Critical opinion differed widely over other aspects of the film, such as the decision to introduce more comedic elements into the film, especially in the flashback sequences where prisoners recount their stories of how they ended up in prison (featuring Olive Sloane as a career shoplifter, and Athene Seyler as a blackmailer). While Monthly Film Bulletin thought this was "in dubious taste" and The Times had misgivings about "sudden somersaults from tragedy into farce", Picturegoer magazine saw this generic mix much more positively, arguing that "some of the characters are figures of tragedy; but others, equally, are figures of fun. That's life.
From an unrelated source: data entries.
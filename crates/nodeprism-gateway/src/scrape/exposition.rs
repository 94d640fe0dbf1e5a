//! Exposition handler: gather, encode, bound concurrency, instrument.

use std::collections::BTreeMap;
use std::sync::Arc;

use axum::{
    http::{header, StatusCode},
    response::{IntoResponse, Response},
};
use bytes::Bytes;
use prometheus::proto::MetricFamily;
use prometheus::{Encoder, Registry, TextEncoder};
use tokio::sync::{OwnedSemaphorePermit, Semaphore};

use nodeprism_core::error::{PrismError, Result};

use crate::obs::ExporterMetrics;

/// Fail-fast bound on concurrent scrapes. Cloning shares the bound.
#[derive(Clone, Debug)]
pub struct InFlightLimit {
    max: usize,
    sem: Option<Arc<Semaphore>>,
}

/// Held for the duration of one admitted scrape.
#[derive(Debug)]
pub struct Admission {
    _permit: Option<OwnedSemaphorePermit>,
}

impl InFlightLimit {
    /// `max == 0` disables the bound.
    pub fn new(max: usize) -> Self {
        Self {
            max,
            sem: (max > 0).then(|| Arc::new(Semaphore::new(max))),
        }
    }

    pub fn max(&self) -> usize {
        self.max
    }

    /// `None` when the bound is already reached; never waits.
    pub fn try_admit(&self) -> Option<Admission> {
        match &self.sem {
            None => Some(Admission { _permit: None }),
            Some(sem) => Arc::clone(sem)
                .try_acquire_owned()
                .ok()
                .map(|p| Admission { _permit: Some(p) }),
        }
    }
}

enum Gatherer {
    Target(Registry),
    Combined { exporter: Registry, target: Registry },
}

/// Serves one registry (optionally merged with the exporter's own registry)
/// in the text exposition format.
pub struct ExpositionHandler {
    gatherer: Gatherer,
    limit: InFlightLimit,
    instrumentation: Option<Arc<ExporterMetrics>>,
}

impl ExpositionHandler {
    /// Without self metrics: gather `target` alone, no instrumentation.
    pub fn new(target: Registry, limit: InFlightLimit) -> Self {
        Self {
            gatherer: Gatherer::Target(target),
            limit,
            instrumentation: None,
        }
    }

    /// With self metrics: gather the exporter registry and `target` together
    /// and count requests into the exporter registry.
    pub fn instrumented(
        target: Registry,
        limit: InFlightLimit,
        exporter: Arc<ExporterMetrics>,
    ) -> Self {
        Self {
            gatherer: Gatherer::Combined {
                exporter: exporter.registry().clone(),
                target,
            },
            limit,
            instrumentation: Some(exporter),
        }
    }

    pub async fn serve(self: Arc<Self>) -> Response {
        let Some(metrics) = self.instrumentation.clone() else {
            return self.respond().await;
        };
        let _in_flight = metrics.track_in_flight();
        let resp = self.respond().await;
        metrics.record_request(resp.status().as_str());
        resp
    }

    async fn respond(self: Arc<Self>) -> Response {
        let Some(_admission) = self.limit.try_admit() else {
            return (
                StatusCode::SERVICE_UNAVAILABLE,
                format!(
                    "Limit of concurrent requests reached ({}), try again later.",
                    self.limit.max()
                ),
            )
                .into_response();
        };

        let this = Arc::clone(&self);
        let encoded = tokio::task::spawn_blocking(move || this.encode()).await;
        match encoded {
            Ok(Ok((content_type, body))) => {
                (StatusCode::OK, [(header::CONTENT_TYPE, content_type)], body).into_response()
            }
            Ok(Err(e)) => {
                self.record_error("encoding");
                tracing::error!(err = %e, "error encoding metric families");
                (
                    StatusCode::INTERNAL_SERVER_ERROR,
                    format!("An error has occurred while serving metrics:\n\n{e}"),
                )
                    .into_response()
            }
            Err(e) => {
                tracing::error!(err = %e, "metrics gathering task failed");
                (
                    StatusCode::INTERNAL_SERVER_ERROR,
                    "An error has occurred while serving metrics.",
                )
                    .into_response()
            }
        }
    }

    fn record_error(&self, cause: &str) {
        if let Some(m) = &self.instrumentation {
            m.record_error(cause);
        }
    }

    fn gather(&self) -> Vec<MetricFamily> {
        match &self.gatherer {
            Gatherer::Target(r) => r.gather(),
            Gatherer::Combined { exporter, target } => {
                let (merged, conflicts) = merge_families(exporter.gather(), target.gather());
                for name in conflicts {
                    self.record_error("gathering");
                    tracing::error!(family = %name, "metric family gathered with conflicting types, dropped duplicate");
                }
                merged
            }
        }
    }

    fn encode(&self) -> Result<(String, Bytes)> {
        let families = self.gather();
        let encoder = TextEncoder::new();
        let mut buf = Vec::new();
        encoder
            .encode(&families, &mut buf)
            .map_err(|e| PrismError::Internal(format!("encode: {e}")))?;
        Ok((encoder.format_type().to_string(), Bytes::from(buf)))
    }
}

/// Merge two gathers by family name, sorted. Same-name families of the same
/// type are concatenated; a type clash keeps the first and reports the name.
fn merge_families(
    first: Vec<MetricFamily>,
    second: Vec<MetricFamily>,
) -> (Vec<MetricFamily>, Vec<String>) {
    let mut by_name: BTreeMap<String, MetricFamily> = BTreeMap::new();
    let mut conflicts = Vec::new();
    for mut mf in first.into_iter().chain(second) {
        let name = mf.get_name().to_string();
        match by_name.get_mut(&name) {
            None => {
                by_name.insert(name, mf);
            }
            Some(existing) if existing.get_field_type() == mf.get_field_type() => {
                for m in mf.take_metric() {
                    existing.mut_metric().push(m);
                }
            }
            Some(_) => conflicts.push(name),
        }
    }
    (by_name.into_values().collect(), conflicts)
}
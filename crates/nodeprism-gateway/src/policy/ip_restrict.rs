//! IP restriction middleware.
//!
//! Admitted requests go to the wrapped routes. Denied requests get no HTTP
//! response at all: the connection is taken over and closed, so the client
//! sees a dropped connection. Transports without takeover get a 500.

use std::net::SocketAddr;
use std::sync::Arc;

use axum::{
    extract::{ConnectInfo, Request, State},
    http::StatusCode,
    middleware::Next,
    response::{IntoResponse, Response},
};

use crate::transport::takeover::{RemoteAddr, Takeover};

use super::allowlist::{resolve_client_ip, AllowList};

const NO_TAKEOVER: &str = "Webserver doesn't support hijacking";

/// Shared middleware state.
#[derive(Debug)]
pub struct AccessControl {
    allowlist: AllowList,
}

impl AccessControl {
    pub fn new(entries: Vec<String>) -> Self {
        Self {
            allowlist: AllowList::new(entries),
        }
    }
}

fn remote_addr(req: &Request) -> String {
    if let Some(RemoteAddr(addr)) = req.extensions().get::<RemoteAddr>() {
        return addr.clone();
    }
    req.extensions()
        .get::<ConnectInfo<SocketAddr>>()
        .map(|ConnectInfo(addr)| addr.to_string())
        .unwrap_or_default()
}

pub async fn ip_restrict(State(ac): State<Arc<AccessControl>>, req: Request, next: Next) -> Response {
    if ac.allowlist.is_empty() {
        return next.run(req).await;
    }

    let remote = remote_addr(&req);
    let ip = resolve_client_ip(&remote).to_string();

    if ac.allowlist.allows(&ip) {
        tracing::debug!(ip = %ip, "Access allowed");
        return next.run(req).await;
    }

    tracing::warn!(ip = %ip, "Access denied");

    let Some(Takeover(conn)) = req.extensions().get::<Takeover>().cloned() else {
        return (StatusCode::INTERNAL_SERVER_ERROR, NO_TAKEOVER).into_response();
    };

    match conn.take_over() {
        // The transport closes the socket; this request never produces a response.
        Ok(()) => std::future::pending().await,
        Err(e) => (StatusCode::INTERNAL_SERVER_ERROR, e.to_string()).into_response(),
    }
}
//! Module implementing the shrink-to-fit loop for the text.

use crate::model::TextBlock;
use crate::util::text::{multiline_box, Typeface};
use crate::util::wrap::wrap;
use super::config::Config;


/// Compute the line width (in characters) to wrap the text at
/// when rendering with given font size.
///
/// This is only an estimate which assumes every character is half an em wide.
#[inline]
pub fn wrap_width(max_width: i32, size: u32) -> usize {
    let char_width = (size / 2).max(1) as i32;
    max_width.div_euclid(char_width).max(1) as usize
}


/// Break the text into lines and find the largest font size
/// (not exceeding `max_size`) at which the lines fit in given bounds.
///
/// If the text doesn't fit even at the configured minimum size,
/// it is returned at that size anyway.
pub fn fit_text<T>(typeface: &T, text: &str,
                   max_width: i32, max_height: i32, max_size: u32,
                   config: &Config) -> TextBlock
    where T: Typeface + ?Sized
{
    let max_size = max_size.max(1);
    let min_size = config.min_font_size.max(1).min(max_size);
    let mut size = max_size;
    loop {
        let lines = wrap(text, wrap_width(max_width, size));
        let bbox = multiline_box(typeface, &lines, size, config.line_spacing);
        let fits = bbox.width() <= max_width && bbox.height() <= max_height;
        trace!("Text at size {} wraps into {} line(s) with {}x{} bounding box{}",
            size, lines.len(), bbox.width(), bbox.height(), if fits { "" } else { " (too big)" });

        if fits {
            debug!("Text fits in {}x{} at font size {}", max_width, max_height, size);
            return TextBlock{lines, size};
        }
        if size <= min_size {
            warn!("Text doesn't fit in {}x{} even at font size {}, rendering it anyway",
                max_width, max_height, size);
            return TextBlock{lines, size};
        }
        size -= 1;
    }
}


#[cfg(test)]
mod tests {
    use spectral::prelude::*;
    use crate::util::testing::Blocks;
    use super::super::config::Config;
    use super::{fit_text, wrap_width};

    #[test]
    fn wrap_width_is_at_least_one() {
        assert_eq!(2, wrap_width(160, 128));
        assert_eq!(6, wrap_width(160, 50));
        assert_eq!(160, wrap_width(160, 1));
        assert_eq!(1, wrap_width(0, 20));
        assert_eq!(1, wrap_width(-40, 20));
    }

    #[test]
    fn shrinks_until_it_fits() {
        let block = fit_text(&Blocks::new(), "HELLO", 160, 50, 128, &Config::default());
        assert_eq!(50, block.size);
        assert_eq!(vec!["HELLO".to_owned()], block.lines);
    }

    #[test]
    fn keeps_max_size_if_it_fits() {
        let block = fit_text(&Blocks::new(), "HI", 1000, 1000, 40, &Config::default());
        assert_eq!(40, block.size);
        assert_eq!(vec!["HI".to_owned()], block.lines);
    }

    #[test]
    fn wraps_long_text_into_lines() {
        let text = "ONE DOES NOT SIMPLY WALK INTO MORDOR";
        let block = fit_text(&Blocks::new(), text, 160, 128, 128, &Config::default());
        assert_that!(block.size).is_greater_than_or_equal_to(1);
        assert_that!(block.size).is_less_than_or_equal_to(128);
        assert_that!(block.lines.len()).is_greater_than(1);
        assert_eq!(text, block.lines.join(" "));
    }

    #[test]
    fn accepts_overflow_at_minimum_size() {
        let block = fit_text(&Blocks::new(), "HELLO", 0, 0, 128, &Config::default());
        assert_eq!(1, block.size);
        assert!(!block.is_empty());
    }

    #[test]
    fn never_exceeds_max_size() {
        let config = Config{min_font_size: 50, ..Config::default()};
        let block = fit_text(&Blocks::new(), "HELLO", 0, 0, 10, &config);
        assert_eq!(10, block.size);
        let block = fit_text(&Blocks::new(), "HELLO", 1000, 1000, 0, &Config::default());
        assert_eq!(1, block.size);
    }

    #[test]
    fn empty_text_has_no_lines() {
        let block = fit_text(&Blocks::new(), "", 160, 50, 64, &Config::default());
        assert_eq!(64, block.size);
        assert!(block.is_empty());
    }
}
//! Module implementing word wrapping of the caption text.
//!
//! Wrapping works on character counts rather than rendered widths.
//! The caller estimates how many characters fit in a line,
//! which makes the line breaks independent from the actual font metrics.

use regex::Regex;


/// Distance between tab stops when tabs are expanded into spaces.
const TAB_SIZE: usize = 8;

/// Characters that count as whitespace for the purpose of line breaking.
const WHITESPACE: &'static [char] = &['\t', '\n', '\x0b', '\x0c', '\r', ' '];


/// Break the text into lines that are at most `width` characters long.
///
/// Any whitespace (including newlines) is treated as a single space
/// and can be turned into a line break. Words longer than the whole line
/// are broken up, preferably after a hyphen.
pub fn wrap(text: &str, width: usize) -> Vec<String> {
    let width = width.max(1);
    let text: String = expand_tabs(text).chars()
        .map(|c| if WHITESPACE.contains(&c) { ' ' } else { c })
        .collect();

    let mut chunks = split_chunks(&text);
    trace!("Wrapping text of length {} with {} chunk(s) at {} character(s) per line",
        text.len(), chunks.len(), width);

    chunks.reverse();  // so that we can pop() them in order
    let mut lines: Vec<String> = vec![];
    while !chunks.is_empty() {
        let mut line: Vec<Vec<char>> = vec![];
        let mut line_len = 0;

        // Whitespace at the start of a line is dropped,
        // unless it's the very first line.
        if !lines.is_empty() && chunks.last().map_or(false, |c| is_blank(c)) {
            chunks.pop();
        }

        loop {
            let len = match chunks.last() {
                Some(chunk) => chunk.len(),
                None => break,
            };
            if line_len + len > width {
                break;
            }
            if let Some(chunk) = chunks.pop() {
                line.push(chunk);
                line_len += len;
            }
        }

        // If the next chunk couldn't fit even on an empty line,
        // it needs to be broken up.
        if chunks.last().map_or(false, |c| c.len() > width) {
            break_long_chunk(&mut chunks, &mut line, line_len, width);
        }

        // Trailing whitespace is dropped as well.
        if line.last().map_or(false, |c| is_blank(c)) {
            line.pop();
        }
        if !line.is_empty() {
            lines.push(line.into_iter().flat_map(|c| c.into_iter()).collect());
        }
    }
    lines
}


/// Split the text into chunks of either whitespace or words.
/// Hyphenated words are additionally split after their hyphens,
/// and dashes between words (`WORD--WORD`) become chunks of their own.
fn split_chunks(text: &str) -> Vec<Vec<char>> {
    lazy_static! {
        static ref CHUNK: Regex = Regex::new(r" +|[^ ]+").unwrap();
    }
    let mut result = vec![];
    for m in CHUNK.find_iter(text) {
        let chunk: Vec<char> = m.as_str().chars().collect();
        if is_blank(&chunk) {
            result.push(chunk);
        } else {
            split_word(&chunk, &mut result);
        }
    }
    result
}

/// Split a run of non-whitespace characters into word chunks.
fn split_word(run: &[char], result: &mut Vec<Vec<char>>) {
    let mut start = 0;
    while start < run.len() {
        // Dash between words goes on its own.
        if start > 0 && is_word_punct(run[start - 1]) {
            if let Some(len) = dash_before_word(run, start) {
                result.push(run[start..start + len].to_vec());
                start += len;
                continue;
            }
        }

        // Otherwise take the shortest piece that ends either after a hyphen
        // which can break the word, right before a dash, or at the end of the run.
        let mut end = start + 1;
        while end < run.len() {
            if is_hyphen_break(run, end) {
                end += 1;
                break;
            }
            if is_word_punct(run[end - 1]) && dash_before_word(run, end).is_some() {
                break;
            }
            end += 1;
        }
        result.push(run[start..end].to_vec());
        start = end;
    }
}

/// Length of the dash (two or more hyphens) starting at i-th character,
/// provided it's followed by a word character.
fn dash_before_word(run: &[char], i: usize) -> Option<usize> {
    let len = run[i..].iter().take_while(|&&c| c == '-').count();
    let followed = run.get(i + len).map_or(false, |&c| is_word(c));
    if len >= 2 && followed { Some(len) } else { None }
}

/// Whether a word can be broken after its i-th character.
///
/// This is the case for a hyphen that follows two letters (or a "letter-letter-"
/// sequence) and is followed by a letter, an optional hyphen, and another letter.
fn is_hyphen_break(word: &[char], i: usize) -> bool {
    let is_letter = |j: usize| word.get(j).map_or(false, |&c| c.is_alphabetic() || c == '_');
    let is_hyphen = |j: usize| word.get(j) == Some(&'-');

    if !is_hyphen(i) || i < 2 {
        return false;
    }
    let preceded = (is_letter(i - 1) && is_letter(i - 2))
        || (i >= 3 && is_letter(i - 1) && is_hyphen(i - 2) && is_letter(i - 3));
    let followed = is_letter(i + 1)
        && (is_letter(i + 2) || (is_hyphen(i + 2) && is_letter(i + 3)));
    preceded && followed
}

#[inline]
fn is_word(c: char) -> bool {
    c.is_alphanumeric() || c == '_'
}

/// Characters that can precede a dash between words.
#[inline]
fn is_word_punct(c: char) -> bool {
    is_word(c) || "!\"'&.,?".contains(c)
}

/// Break up the next chunk so that its beginning fills the rest of current line.
fn break_long_chunk(chunks: &mut Vec<Vec<char>>, line: &mut Vec<Vec<char>>,
                    line_len: usize, width: usize) {
    let chunk = match chunks.pop() {
        Some(c) => c,
        None => return,
    };
    let space_left = width.saturating_sub(line_len);

    // Prefer to break after the last hyphen that fits, as long as
    // there is something other than hyphens before it.
    let mut end = space_left;
    if chunk.len() > space_left {
        let hyphen = chunk[..space_left].iter().rposition(|&c| c == '-');
        if let Some(h) = hyphen {
            if h > 0 && chunk[..h].iter().any(|&c| c != '-') {
                end = h + 1;
            }
        }
    }
    let end = end.min(chunk.len());

    line.push(chunk[..end].to_vec());
    chunks.push(chunk[end..].to_vec());
}

/// Expand tabs into spaces, using tab stops every `TAB_SIZE` columns.
fn expand_tabs(text: &str) -> String {
    let mut result = String::with_capacity(text.len());
    let mut column = 0;
    for c in text.chars() {
        match c {
            '\t' => {
                let spaces = TAB_SIZE - column % TAB_SIZE;
                result.extend(std::iter::repeat(' ').take(spaces));
                column += spaces;
            }
            '\n' | '\r' => {
                result.push(c);
                column = 0;
            }
            c => {
                result.push(c);
                column += 1;
            }
        }
    }
    result
}

#[inline]
fn is_blank(chunk: &[char]) -> bool {
    chunk.iter().all(|&c| c == ' ')
}
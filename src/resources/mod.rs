//! Module handling the resources used for captioning.

mod filesystem;
mod fonts;


pub use self::filesystem::{BytesLoader, FileLoader, PathLoader};
pub use self::fonts::{Font, FontError, FontLoader, FILE_EXTENSIONS as FONT_FILE_EXTENSIONS};


/// Loader of resources from some external source.
pub trait Loader {
    /// Type of resources that this loader can load.
    type Item;
    /// Error that may occur while loading the resource.
    type Err;

    /// Load a resource of given name.
    fn load<'n>(&self, name: &'n str) -> Result<Self::Item, Self::Err>;
}
//! Module implementing the meme maker node itself.

use image::DynamicImage;

use crate::caption::{CaptionError, TextOverlayRenderer};
use crate::model::{HAlign, VAlign, MAX_FONT_SIZE, MAX_OUTLINE_WIDTH, MAX_PADDING, MAX_TEXT_HEIGHT,
                   MIN_FONT_SIZE};
use crate::resources::{FontLoader, Loader};
use crate::tensor::{ImageTensor, MaskTensor};
use super::error::NodeError;
use super::host::Host;
use super::inputs::{NodeInputs, DEFAULT_MEME_TEXT};
use super::schema::{InputSpec, InputType, InputTypes};


/// Node which adds meme-style text to an image.
///
/// Fonts are read from the host's input directory.
#[derive(Debug)]
pub struct MemeMaker<H: Host> {
    host: H,
    renderer: TextOverlayRenderer,
}

impl<H: Host> MemeMaker<H> {
    #[inline]
    pub fn new(host: H) -> Self {
        Self::with_renderer(host, TextOverlayRenderer::new())
    }

    #[inline]
    pub fn with_renderer(host: H, renderer: TextOverlayRenderer) -> Self {
        MemeMaker{host, renderer}
    }

    #[inline]
    pub fn host(&self) -> &H {
        &self.host
    }

    #[inline]
    fn font_loader(&self) -> FontLoader {
        FontLoader::new(self.host.input_directory())
    }
}

impl<H: Host> MemeMaker<H> {
    /// Describe the node's parameters.
    ///
    /// Font choices are the font files currently present in the input directory.
    pub fn input_types(&self) -> Result<InputTypes, NodeError> {
        let fonts = self.font_loader().list()?;
        if fonts.is_empty() {
            warn!("No fonts found in {}", self.host.input_directory().display());
        }

        let int = |default: u32, min: u32, max: u32| InputType::Int{
            default: default as i64, min: min as i64, max: max as i64, step: 1,
        };
        let inputs = NodeInputs::with_font("");
        Ok(InputTypes{
            required: vec![
                InputSpec::new("meme_text", InputType::String{
                    default: DEFAULT_MEME_TEXT.to_owned(), multiline: true,
                }),
                InputSpec::new("font", InputType::Choice{options: fonts, default: None}),
                InputSpec::new("max_font_size", int(inputs.max_font_size, MIN_FONT_SIZE, MAX_FONT_SIZE)),
                InputSpec::new("font_color", InputType::String{
                    default: "#FFFFFF".to_owned(), multiline: false,
                }),
                InputSpec::new("outline_color", InputType::String{
                    default: "#000000".to_owned(), multiline: false,
                }),
                InputSpec::new("outline_width", int(inputs.outline_width, 0, MAX_OUTLINE_WIDTH)),
                InputSpec::new("horizontal_align", InputType::Choice{
                    options: HAlign::iter_variants().map(|a| a.as_str().to_owned()).collect(),
                    default: Some(inputs.horizontal_align.to_string()),
                }),
                InputSpec::new("vertical_align", InputType::Choice{
                    options: VAlign::iter_variants().map(|a| a.as_str().to_owned()).collect(),
                    default: Some(inputs.vertical_align.to_string()),
                }),
                InputSpec::new("padding_left", int(inputs.padding_left, 0, MAX_PADDING)),
                InputSpec::new("padding_right", int(inputs.padding_right, 0, MAX_PADDING)),
                InputSpec::new("padding_top", int(inputs.padding_top, 0, MAX_PADDING)),
                InputSpec::new("padding_bottom", int(inputs.padding_bottom, 0, MAX_PADDING)),
                InputSpec::new("meme_height", int(inputs.meme_height, 1, MAX_TEXT_HEIGHT)),
            ],
            optional: vec![
                InputSpec::new("image_input", InputType::Image),
            ],
        })
    }

    /// Execute the node, rendering the text over the input image.
    ///
    /// Returns the resulting RGB image and its alpha mask.
    pub fn execute(&self, inputs: &NodeInputs,
                   image: Option<&ImageTensor>) -> Result<(ImageTensor, MaskTensor), NodeError> {
        debug!("Executing node with {:?}", inputs);
        let image = image.ok_or(CaptionError::MissingInput)?;

        let fonts = self.font_loader();
        let config = inputs.layout_config(fonts.resolve(&inputs.font)?)?;
        let font = fonts.load(&inputs.font)
            .map_err(|e| CaptionError::Font(config.font.clone(), e))?;

        let image = DynamicImage::ImageRgba8(image.to_image());
        let output = self.renderer.render_with(&image, &inputs.meme_text, &config, &font);
        Ok(output.into_tensors())
    }
}
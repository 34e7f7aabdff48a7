//!
//! meme_overlay  -- Lulz in the pipeline
//!

#[macro_use] extern crate derive_builder;
#[macro_use] extern crate enum_derive;
#[macro_use] extern crate lazy_static;
#[macro_use] extern crate log;
#[macro_use] extern crate macro_attr;
#[macro_use] extern crate serde_derive;


#[cfg(test)] #[macro_use] extern crate serde_json;
#[cfg(test)] #[macro_use] extern crate spectral;


mod caption;
mod model;
mod node;
mod resources;
mod tensor;
mod util;


pub use crate::caption::*;
pub use crate::model::*;
pub use crate::node::*;
pub use crate::resources::*;
pub use crate::tensor::*;
pub use crate::util::text::{multiline_box, paint, TextBox, Typeface};
pub use crate::util::wrap::wrap;
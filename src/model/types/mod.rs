//! Module defining the model types.

mod align;
mod color;
mod layout;

pub use self::align::{AlignParseError, HAlign, VAlign};
pub use self::color::Color;
pub use self::layout::{LayoutConfig,
                       LayoutConfigBuilder,
                       Error as LayoutConfigError,
                       Padding,
                       TextBlock};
And that is the film's strength."

The upbeat story of Jean Raymond, the upper-middle-class girl gone to the bad because of her gambling habit, but rescued by the love of a good man, lies at the centre of the film, but at the margins there are some more hard-hitting images: the mother forcibly separated from her nine-month-old child, to be given up for adoption and never seen again - a scene that cultural commentator Michael Bracewell described as alive with "tragedy and brutality" - and the plight of single mother Babs, who misguidedly leaves her child 'home alone' for one night, only to find him dead when she returns.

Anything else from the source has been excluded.